On This Day…
On the 28th December 1914 the Military Cross was instituted
The Military Cross was instituted as a reward for ‘distinguished and meritorious services’ for officers of the rank of captain and below and warrant officers of the British and Indian Armies and Colonial military forces.
The Royal Warrant was amended in 1916 to allow for a Bar to recognise subsequent awards and authorising the post-nominal letters ‘MC’. Like the Distinguished Service Order and Distinguished Conduct Medal the Military Cross was restricted to the ‘fighting services’ in January 1917. Later in 1917 the award was extended to acting or temporary majors; substantive majors became eligible in 1953. Like other purely military gallantry awards the Military Cross was not available posthumously until 1979. Following the review of honours in 1993, the Military Medal was discontinued and the Military Cross was made available to all ranks.
Royal Signals awards
Since 1920 there have been 101 awards to Royal Signals—98 to officers (including two Bars), one to a warrant officer during the Second World War, one to a warrant officer serving with the Special Air Service during the Borneo Confrontation, and one to a sergeant in 2016.
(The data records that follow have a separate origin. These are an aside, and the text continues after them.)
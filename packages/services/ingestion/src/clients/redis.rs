use std::time::Duration;

use async_trait::async_trait;
use redis::aio::ConnectionManager;

use crate::cache::Cache;
use crate::models::*;

/// Redis-backed cache. The connection manager reconnects on its own, so clones share one link.
#[derive(Clone)]
pub struct RedisCache {
    conn: ConnectionManager,
}

impl RedisCache {
    pub async fn new(redis_url: &str) -> Result<Self> {
        let client = redis::Client::open(redis_url)
            .map_err(|e| IngestionError::Configuration(format!("Invalid Redis URL: {}", e)))?;

        let conn = client.get_connection_manager().await?;
        Ok(Self { conn })
    }
}

#[async_trait]
impl Cache for RedisCache {
    async fn get(&self, key: &str) -> Result<Option<String>> {
        let mut conn = self.conn.clone();
        let value: Option<String> = redis::cmd("GET").arg(key).query_async(&mut conn).await?;
        Ok(value)
    }

    async fn set(&self, key: &str, value: &str, ttl: Duration) -> Result<()> {
        // EX rejects 0
        let seconds = ttl.as_secs().max(1);
        let mut conn = self.conn.clone();
        redis::cmd("SET")
            .arg(key)
            .arg(value)
            .arg("EX")
            .arg(seconds)
            .query_async::<_, ()>(&mut conn)
            .await?;
        tracing::debug!(key = key, ttl_secs = seconds, "cache set");
        Ok(())
    }

    async fn delete(&self, key: &str) -> Result<()> {
        let mut conn = self.conn.clone();
        let removed: i64 = redis::cmd("DEL").arg(key).query_async(&mut conn).await?;
        tracing::debug!(key = key, removed = removed, "cache delete");
        Ok(())
    }
}
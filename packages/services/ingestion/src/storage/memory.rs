use std::collections::HashMap;
use std::sync::Arc;

use async_trait::async_trait;
use chrono::Utc;
use tokio::sync::RwLock;

use super::{build_view, HotelStore};
use crate::models::*;

type ReviewKey = (i64, Option<String>, String);

#[derive(Default)]
struct State {
    hotels: HashMap<i64, Hotel>,
    i18n: HashMap<(i64, String), HotelI18n>,
    reviews: HashMap<ReviewKey, (u64, Review)>,
    misses: HashMap<(i64, String), IngestMiss>,
    next_seq: u64,
}

/// In-process store with the same contract as [`super::MongoStore`].
#[derive(Clone, Default)]
pub struct MemoryStore {
    state: Arc<RwLock<State>>,
}

impl MemoryStore {
    pub fn new() -> Self {
        Self::default()
    }

    pub async fn hotel(&self, id: i64) -> Option<Hotel> {
        self.state.read().await.hotels.get(&id).cloned()
    }

    pub async fn i18n(&self, id: i64, lang: &str) -> Option<HotelI18n> {
        self.state.read().await.i18n.get(&(id, lang.to_string())).cloned()
    }

    pub async fn i18n_count(&self) -> usize {
        self.state.read().await.i18n.len()
    }

    /// Reviews of one hotel, newest first.
    pub async fn reviews(&self, id: i64) -> Vec<Review> {
        let state = self.state.read().await;
        sorted_reviews(&state, id).into_iter().cloned().collect()
    }

    pub async fn review_count(&self) -> usize {
        self.state.read().await.reviews.len()
    }

    pub async fn misses(&self) -> Vec<IngestMiss> {
        let mut misses: Vec<IngestMiss> = self.state.read().await.misses.values().cloned().collect();
        misses.sort_by(|a, b| (a.property_id, &a.reason).cmp(&(b.property_id, &b.reason)));
        misses
    }
}

fn sorted_reviews(state: &State, id: i64) -> Vec<&Review> {
    let mut rows: Vec<&(u64, Review)> = state
        .reviews
        .values()
        .filter(|(_, r)| r.property_id == id)
        .collect();
    rows.sort_by(|(seq_a, a), (seq_b, b)| {
        b.created_at
            .cmp(&a.created_at)
            .then_with(|| seq_b.cmp(seq_a))
    });
    rows.into_iter().map(|(_, r)| r).collect()
}

fn merge_review(existing: &mut Review, incoming: &Review) {
    fn keep_or_replace<T: Clone>(slot: &mut Option<T>, incoming: &Option<T>) {
        if incoming.is_some() {
            *slot = incoming.clone();
        }
    }
    keep_or_replace(&mut existing.author, &incoming.author);
    keep_or_replace(&mut existing.rating, &incoming.rating);
    keep_or_replace(&mut existing.lang, &incoming.lang);
    keep_or_replace(&mut existing.title, &incoming.title);
    keep_or_replace(&mut existing.text, &incoming.text);
    keep_or_replace(&mut existing.aspects, &incoming.aspects);
    existing.raw = incoming.raw.clone();
}

#[async_trait]
impl HotelStore for MemoryStore {
    async fn upsert_property(&self, hotel: &Hotel) -> Result<()> {
        self.state.write().await.hotels.insert(hotel.id, hotel.clone());
        Ok(())
    }

    async fn upsert_i18n(&self, i18n: &HotelI18n) -> Result<()> {
        let mut state = self.state.write().await;
        if !state.hotels.contains_key(&i18n.property_id) {
            return Err(IngestionError::Storage(format!(
                "cannot store {} translation: hotel {} does not exist",
                i18n.lang, i18n.property_id
            )));
        }
        state
            .i18n
            .insert((i18n.property_id, i18n.lang.clone()), i18n.clone());
        Ok(())
    }

    async fn upsert_reviews(&self, reviews: &[Review]) -> Result<usize> {
        let mut state = self.state.write().await;
        for review in reviews {
            let key = (review.property_id, review.source.clone(), review.source_id.clone());
            if let Some((_, existing)) = state.reviews.get_mut(&key) {
                merge_review(existing, review);
                continue;
            }
            let seq = state.next_seq;
            state.next_seq += 1;
            let mut stored = review.clone();
            stored.created_at = Some(Utc::now());
            state.reviews.insert(key, (seq, stored));
        }
        Ok(reviews.len())
    }

    async fn record_miss(&self, property_id: i64, http_status: u16, reason: &str) -> Result<()> {
        let now = Utc::now();
        let mut state = self.state.write().await;
        state
            .misses
            .entry((property_id, reason.to_string()))
            .and_modify(|m| m.seen_at = now)
            .or_insert_with(|| IngestMiss {
                property_id,
                http_status,
                reason: reason.to_string(),
                seen_at: now,
            });
        Ok(())
    }

    async fn get_hotel(&self, id: i64, lang: &str) -> Result<Option<HotelView>> {
        let state = self.state.read().await;
        let Some(hotel) = state.hotels.get(&id) else {
            return Ok(None);
        };
        let i18n = state.i18n.get(&(id, lang.to_string()));
        Ok(Some(build_view(hotel, i18n, lang)))
    }

    async fn list_reviews(&self, id: i64, page: &PageQuery) -> Result<ReviewsPage> {
        let state = self.state.read().await;
        let items = sorted_reviews(&state, id)
            .into_iter()
            .take(page.limit)
            .cloned()
            .collect();
        Ok(ReviewsPage { items, next_cursor: None })
    }
}

#[cfg(test)]
mod tests {
    use super::*;
    use serde_json::{json, Value};

    fn hotel(id: i64) -> Hotel {
        Hotel {
            id,
            brand_id: None,
            stars: Some(3),
            lat: None,
            lon: None,
            country: None,
            city: None,
            address_raw: None,
            amenities: vec![],
            images: vec![],
            raw: json!({"id": id}),
        }
    }

    fn review(id: i64, source_id: &str, text: Option<&str>) -> Review {
        Review {
            property_id: id,
            source_id: source_id.to_string(),
            author: Some("Ana".into()),
            rating: Some(8.0),
            lang: None,
            title: None,
            text: text.map(str::to_string),
            aspects: None,
            source: None,
            raw: Value::Null,
            created_at: None,
        }
    }

    #[tokio::test]
    async fn translation_requires_hotel() {
        let store = MemoryStore::new();
        let i18n = HotelI18n {
            property_id: 9,
            lang: "en".into(),
            name: Some("x".into()),
            description: None,
            policies: None,
            address: None,
            extras: JsonObject::new(),
        };
        let err = store.upsert_i18n(&i18n).await.unwrap_err();
        assert!(matches!(err, IngestionError::Storage(_)));

        store.upsert_property(&hotel(9)).await.unwrap();
        store.upsert_i18n(&i18n).await.unwrap();
        store.upsert_i18n(&i18n).await.unwrap();
        assert_eq!(store.i18n_count().await, 1);
    }

    #[tokio::test]
    async fn review_merge_keeps_stored_values_for_absent_fields() {
        let store = MemoryStore::new();
        store.upsert_reviews(&[review(1, "r1", Some("first"))]).await.unwrap();
        let created = store.reviews(1).await[0].created_at;
        assert!(created.is_some());

        let mut update = review(1, "r1", None);
        update.author = None;
        update.rating = Some(9.5);
        store.upsert_reviews(&[update]).await.unwrap();

        let stored = store.reviews(1).await;
        assert_eq!(stored.len(), 1);
        assert_eq!(stored[0].text.as_deref(), Some("first"));
        assert_eq!(stored[0].author.as_deref(), Some("Ana"));
        assert_eq!(stored[0].rating, Some(9.5));
        assert_eq!(stored[0].created_at, created);
    }

    #[tokio::test]
    async fn reviews_listed_newest_first_and_limited() {
        let store = MemoryStore::new();
        store
            .upsert_reviews(&[review(1, "a", None), review(1, "b", None), review(1, "c", None), review(2, "z", None)])
            .await
            .unwrap();
        let page = store
            .list_reviews(1, &PageQuery { limit: 2, ..PageQuery::default() })
            .await
            .unwrap();
        let ids: Vec<&str> = page.items.iter().map(|r| r.source_id.as_str()).collect();
        assert_eq!(ids.len(), 2);
        assert!(!ids.contains(&"z"));
        // same-instant inserts fall back to insertion order
        let all = store.reviews(1).await;
        assert!(all.windows(2).all(|w| w[0].created_at >= w[1].created_at));
    }

    #[tokio::test]
    async fn repeated_miss_only_bumps_seen_at() {
        let store = MemoryStore::new();
        store.record_miss(5, 404, "not found").await.unwrap();
        let first = store.misses().await[0].seen_at;
        store.record_miss(5, 404, "not found").await.unwrap();
        store.record_miss(5, 403, "reviews").await.unwrap();
        let misses = store.misses().await;
        assert_eq!(misses.len(), 2);
        assert_eq!(misses[0].reason, "not found");
        assert!(misses[0].seen_at >= first);
        assert_eq!(misses[1].http_status, 403);
    }

    #[tokio::test]
    async fn missing_hotel_has_no_view() {
        let store = MemoryStore::new();
        assert!(store.get_hotel(1, "en").await.unwrap().is_none());
        store.upsert_property(&hotel(1)).await.unwrap();
        let view = store.get_hotel(1, "de").await.unwrap().unwrap();
        assert_eq!(view.language, "de");
        assert_eq!(view.stars, Some(3));
    }
}
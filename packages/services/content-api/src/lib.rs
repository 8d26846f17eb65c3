pub mod handlers;
pub mod query;

use std::net::SocketAddr;
use std::sync::Arc;
use std::time::Duration;

use axum::extract::{ConnectInfo, Request};
use axum::http::Method;
use axum::routing::get;
use axum::Router;
use tower_http::catch_panic::CatchPanicLayer;
use tower_http::cors::{Any, CorsLayer};
use tower_http::request_id::{MakeRequestUuid, PropagateRequestIdLayer, RequestId, SetRequestIdLayer};
use tower_http::timeout::TimeoutLayer;
use tower_http::trace::{DefaultOnResponse, TraceLayer};

pub use query::QueryService;

/// Requests still running after this are answered with 408.
pub const REQUEST_TIMEOUT: Duration = Duration::from_secs(15);

#[derive(Clone)]
pub struct AppState {
    pub query: Arc<QueryService>,
}

pub fn router(state: AppState) -> Router {
    let cors = CorsLayer::new()
        .allow_methods([Method::GET])
        .allow_headers(Any)
        .allow_origin(Any);

    let trace = TraceLayer::new_for_http()
        .on_response(DefaultOnResponse::new().level(tracing::Level::INFO))
        .make_span_with(|req: &Request| {
            let request_id = req
                .extensions()
                .get::<RequestId>()
                .and_then(|id| id.header_value().to_str().ok())
                .unwrap_or("-");
            let remote = req
                .extensions()
                .get::<ConnectInfo<SocketAddr>>()
                .map(|ConnectInfo(addr)| addr.to_string());
            tracing::info_span!(
                "http.request",
                req.id = %request_id,
                http.method = %req.method(),
                http.path = %req.uri().path(),
                remote = remote.as_deref(),
                ua = req.headers().get("user-agent").and_then(|v| v.to_str().ok()),
            )
        });

    // last layer added runs first
    Router::new()
        .route("/healthz", get(handlers::healthz))
        .route("/v1/hotels/{id}", get(handlers::get_hotel))
        .route("/v1/hotels/{id}/reviews", get(handlers::list_reviews))
        .layer(TimeoutLayer::new(REQUEST_TIMEOUT))
        .layer(CatchPanicLayer::new())
        .layer(PropagateRequestIdLayer::x_request_id())
        .layer(cors)
        .layer(trace)
        .layer(SetRequestIdLayer::x_request_id(MakeRequestUuid))
        .with_state(state)
}
use serde::{Deserialize, Serialize};
use serde_json::Value;

use super::JsonObject;

/// Normalized hotel property. `raw` keeps the full upstream payload.
#[derive(Debug, Clone, PartialEq, Serialize, Deserialize)]
pub struct Hotel {
    pub id: i64,
    pub brand_id: Option<i64>,
    pub stars: Option<i32>,
    pub lat: Option<f64>,
    pub lon: Option<f64>,
    pub country: Option<String>,
    pub city: Option<String>,
    pub address_raw: Option<String>,
    pub amenities: Vec<String>,
    pub images: Vec<String>,
    pub raw: Value,
}

/// Per-language fields of a hotel, one record per (property_id, lang).
#[derive(Debug, Clone, PartialEq, Serialize, Deserialize)]
pub struct HotelI18n {
    pub property_id: i64,
    pub lang: String,
    pub name: Option<String>,
    pub description: Option<String>,
    pub policies: Option<String>,
    pub address: Option<String>,
    pub extras: JsonObject,
}

#[derive(Debug, Clone, PartialEq, Serialize, Deserialize)]
pub struct IngestMiss {
    pub property_id: i64,
    pub http_status: u16,
    pub reason: String,
    pub seen_at: chrono::DateTime<chrono::Utc>,
}
use serde::{Deserialize, Serialize};

use super::Review;

pub const DEFAULT_REVIEW_LIMIT: usize = 50;
pub const MAX_REVIEW_LIMIT: usize = 200;
pub const DEFAULT_REVIEW_SORT: &str = "-created_at";

#[derive(Debug, Clone, Copy, PartialEq, Serialize, Deserialize)]
pub struct Coords {
    pub lat: f64,
    pub lon: f64,
}

/// Hotel merged with one language's localized fields, as served by the read API.
#[derive(Debug, Clone, PartialEq, Serialize, Deserialize)]
pub struct HotelView {
    pub id: i64,
    pub stars: Option<i32>,
    pub coords: Option<Coords>,
    pub country: Option<String>,
    pub city: Option<String>,
    pub address: Option<String>,
    pub name: Option<String>,
    pub description: Option<String>,
    pub policies: Option<String>,
    pub amenities: Vec<String>,
    pub images: Vec<String>,
    pub language: String,
}

#[derive(Debug, Clone, PartialEq, Eq, Serialize, Deserialize)]
pub struct PageQuery {
    pub limit: usize,
    pub sort: String,
}

impl Default for PageQuery {
    fn default() -> Self {
        Self {
            limit: DEFAULT_REVIEW_LIMIT,
            sort: DEFAULT_REVIEW_SORT.to_string(),
        }
    }
}

#[derive(Debug, Clone, Default, PartialEq, Serialize, Deserialize)]
pub struct ReviewsPage {
    pub items: Vec<Review>,
    pub next_cursor: Option<String>,
}
pub mod cache;
pub mod clients;
pub mod config;
pub mod logging;
pub mod mapping;
pub mod models;
pub mod storage;
pub mod sync;

// Convenient re-exports for tests and external callers
pub use cache::*;
pub use clients::*;
pub use config::*;
pub use mapping::*;
pub use models::*;
pub use storage::*;
pub use sync::*;
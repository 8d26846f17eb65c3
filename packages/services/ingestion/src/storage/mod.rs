//! Storage port. Only ingestion writes; nothing is ever deleted.

mod memory;
mod mongo;

pub use memory::MemoryStore;
pub use mongo::MongoStore;

use async_trait::async_trait;

use crate::models::*;

#[async_trait]
pub trait HotelStore: Send + Sync {
    /// Insert or overwrite the normalized fields of a hotel, keyed by id.
    async fn upsert_property(&self, hotel: &Hotel) -> Result<()>;

    /// Insert or replace the localized fields for `(property_id, lang)`.
    /// Fails with [`IngestionError::Storage`] if the hotel is unknown.
    async fn upsert_i18n(&self, i18n: &HotelI18n) -> Result<()>;

    /// Upsert by natural key `(property_id, source, source_id)`. Absent incoming
    /// fields keep the stored value. Returns the number of reviews written.
    async fn upsert_reviews(&self, reviews: &[Review]) -> Result<usize>;

    async fn record_miss(&self, property_id: i64, http_status: u16, reason: &str) -> Result<()>;

    async fn get_hotel(&self, id: i64, lang: &str) -> Result<Option<HotelView>>;

    /// Newest first by `created_at`, ties broken by insertion order (newest first).
    async fn list_reviews(&self, id: i64, page: &PageQuery) -> Result<ReviewsPage>;
}

/// Merge a hotel with one language's localized fields.
pub fn build_view(hotel: &Hotel, i18n: Option<&HotelI18n>, lang: &str) -> HotelView {
    let localized_address = i18n
        .and_then(|t| t.address.as_deref())
        .map(str::trim)
        .filter(|a| !a.is_empty())
        .map(str::to_string);

    HotelView {
        id: hotel.id,
        stars: hotel.stars,
        coords: match (hotel.lat, hotel.lon) {
            (Some(lat), Some(lon)) => Some(Coords { lat, lon }),
            _ => None,
        },
        country: hotel.country.clone(),
        city: hotel.city.clone(),
        address: localized_address.or_else(|| hotel.address_raw.clone()),
        name: i18n.and_then(|t| t.name.clone()),
        description: i18n.and_then(|t| t.description.clone()),
        policies: i18n.and_then(|t| t.policies.clone()),
        amenities: hotel.amenities.clone(),
        images: hotel.images.clone(),
        language: lang.to_string(),
    }
}

#[cfg(test)]
mod tests {
    use super::*;
    use serde_json::Value;

    fn hotel() -> Hotel {
        Hotel {
            id: 1,
            brand_id: None,
            stars: Some(4),
            lat: Some(41.0),
            lon: None,
            country: Some("TR".into()),
            city: Some("Istanbul".into()),
            address_raw: Some("Base address".into()),
            amenities: vec!["Pool".into()],
            images: vec![],
            raw: Value::Null,
        }
    }

    fn i18n(address: Option<&str>) -> HotelI18n {
        HotelI18n {
            property_id: 1,
            lang: "fr".into(),
            name: Some("Hôtel".into()),
            description: None,
            policies: None,
            address: address.map(str::to_string),
            extras: JsonObject::new(),
        }
    }

    #[test]
    fn coords_need_both_components() {
        let mut h = hotel();
        assert_eq!(build_view(&h, None, "en").coords, None);
        h.lon = Some(29.0);
        assert_eq!(build_view(&h, None, "en").coords, Some(Coords { lat: 41.0, lon: 29.0 }));
    }

    #[test]
    fn localized_address_wins_unless_blank() {
        let h = hotel();
        let view = build_view(&h, Some(&i18n(Some("Adresse FR"))), "fr");
        assert_eq!(view.address.as_deref(), Some("Adresse FR"));
        assert_eq!(view.name.as_deref(), Some("Hôtel"));
        assert_eq!(view.language, "fr");

        let view = build_view(&h, Some(&i18n(Some("   "))), "fr");
        assert_eq!(view.address.as_deref(), Some("Base address"));

        let view = build_view(&h, None, "es");
        assert_eq!(view.address.as_deref(), Some("Base address"));
        assert_eq!(view.name, None);
    }
}
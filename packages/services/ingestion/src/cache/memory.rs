use std::collections::HashMap;
use std::sync::Arc;
use std::time::Duration;

use async_trait::async_trait;
use tokio::sync::RwLock;
use tokio::time::Instant;

use super::Cache;
use crate::models::Result;

/// In-process cache with per-entry expiry. Used by tests and single-node runs.
#[derive(Clone, Default)]
pub struct MemoryCache {
    entries: Arc<RwLock<HashMap<String, (String, Instant)>>>,
}

impl MemoryCache {
    pub fn new() -> Self {
        Self::default()
    }

    /// Whether a live entry exists under `key`.
    pub async fn contains(&self, key: &str) -> bool {
        self.entries
            .read()
            .await
            .get(key)
            .map_or(false, |(_, expires)| *expires > Instant::now())
    }

    pub async fn len(&self) -> usize {
        let now = Instant::now();
        self.entries.read().await.values().filter(|(_, e)| *e > now).count()
    }
}

#[async_trait]
impl Cache for MemoryCache {
    async fn get(&self, key: &str) -> Result<Option<String>> {
        let now = Instant::now();
        {
            let entries = self.entries.read().await;
            match entries.get(key) {
                Some((value, expires)) if *expires > now => return Ok(Some(value.clone())),
                Some(_) => {}
                None => return Ok(None),
            }
        }
        // expired
        self.entries.write().await.remove(key);
        Ok(None)
    }

    async fn set(&self, key: &str, value: &str, ttl: Duration) -> Result<()> {
        let now = Instant::now();
        let mut entries = self.entries.write().await;
        // drop expired entries
        entries.retain(|_, (_, expires)| *expires > now);
        entries.insert(key.to_string(), (value.to_string(), now + ttl));
        Ok(())
    }

    async fn delete(&self, key: &str) -> Result<()> {
        self.entries.write().await.remove(key);
        Ok(())
    }
}
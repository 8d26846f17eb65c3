pub mod hotel;
pub mod review;
pub mod view;

pub use hotel::*;
pub use review::*;
pub use view::*;

/// Untyped JSON object as returned by the content API.
pub type JsonObject = serde_json::Map<String, serde_json::Value>;

/// Languages fetched during ingestion, in fetch order.
pub const SUPPORTED_LANGUAGES: [&str; 3] = ["en", "fr", "es"];

#[derive(Debug, thiserror::Error)]
pub enum IngestionError {
    #[error("upstream resource not found")]
    NotFound,

    #[error("upstream rejected credentials (401)")]
    Unauthorized,

    #[error("upstream denied access (403)")]
    Forbidden,

    #[error("upstream returned status {status}: {body}")]
    UpstreamStatus { status: u16, body: String },

    #[error("HTTP request error: {0}")]
    Http(#[from] reqwest::Error),

    #[error("Serialization error: {0}")]
    Serialization(#[from] serde_json::Error),

    #[error("Unexpected response shape: {0}")]
    Decode(String),

    #[error("Database error: {0}")]
    Database(#[from] mongodb::error::Error),

    #[error("BSON encoding error: {0}")]
    Bson(#[from] bson::ser::Error),

    #[error("BSON decoding error: {0}")]
    BsonDecode(#[from] bson::de::Error),

    #[error("Redis error: {0}")]
    Redis(#[from] redis::RedisError),

    #[error("Storage error: {0}")]
    Storage(String),

    #[error("upsert reviews failed for property {property_id}: {source}")]
    ReviewUpsert {
        property_id: i64,
        #[source]
        source: Box<IngestionError>,
    },

    #[error("Configuration error: {0}")]
    Configuration(String),

    #[error("operation cancelled")]
    Cancelled,

    #[error("Sync error: {0}")]
    Sync(String),
}

impl IngestionError {
    /// Status recorded for outcomes that count as an ingestion miss rather than a failure.
    pub fn miss_status(&self) -> Option<u16> {
        match self {
            IngestionError::NotFound => Some(404),
            IngestionError::Unauthorized => Some(401),
            IngestionError::Forbidden => Some(403),
            _ => None,
        }
    }
}

pub type Result<T> = std::result::Result<T, IngestionError>;

#[cfg(test)]
mod tests {
    use super::*;

    #[test]
    fn miss_classes_map_to_statuses() {
        assert_eq!(IngestionError::NotFound.miss_status(), Some(404));
        assert_eq!(IngestionError::Unauthorized.miss_status(), Some(401));
        assert_eq!(IngestionError::Forbidden.miss_status(), Some(403));
        let other = IngestionError::UpstreamStatus { status: 500, body: String::new() };
        assert_eq!(other.miss_status(), None);
        assert_eq!(IngestionError::Cancelled.miss_status(), None);
    }
}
One actions of one recipient of a Bar are well known—Tony Deane-Drummond’s escape from Italy in 1942 and his bravery during the fighting at Arnhem in 1944.
Capt Laurence Field
Laurence Field was born on 31 January 1916 at Barton-on-Humber. He became a schoolmaster at Hatherley Road School in Gloucester and was commissioned into Royal Signals on 15 March 1941. His first MC was earned with 30th Corps Signals in March 1943 during the Tunisian Campaign for his leadership of a cable party laying line by hand through four miles of minefields and swampy ground, the last half-mile of which was laid by Captain Field working alone under heavy shell-fire. The Bar was for his conduct during Operation Market Garden in September 1944, also with 30th Corps Signals, when the lineman working with him was blown across the Nijmegen road bridge and he again continued to work alone, this time for over an hour-and-a-half under artillery fire. Demobilised at the end of the war, he returned to work as a teacher. He died on 18 June 1992, aged 76.
L/Sgt DE Ward & WO2 W Stephenson
At least two Royal Signals NCOs had been awarded an MC as officers during the First World War prior to re-enlisting as soldiers—Lance Sergeant DE Ward MC, tragically killed in a road traffic accident while serving with Kohat District Signals in India in 1936, and Warrant Officer Class II W Stephenson who was commissioned into Royal Signals in 1939 just after the outbreak of the Second World War. Their stories may be read here.royalsignalsoperationalawards.com/2019/01/07/non-commissioned-officers-and-the-military-cross/
Private HF Tillyard
A final award is worth recording. Private HF Tillyard was awarded a Military Medal for his bravery as an infantry signaller with 5th Battalion, The Gloucestershire Regiment in 144th Infantry Brigade, 48th (South Midland) Division in May 1940 during the Battle of France. Commissioned into Royal Signals on 19 May 1943, he joined 8th Corps Signals, with which he landed in France in June 1944. Less than three weeks later he earned an MC in command of a line section west of Caen. Lieutenant HF Tillyard MC, MM is the only person commissioned into Royal Signals to be awarded a Military Cross having previously earned a Military Medal.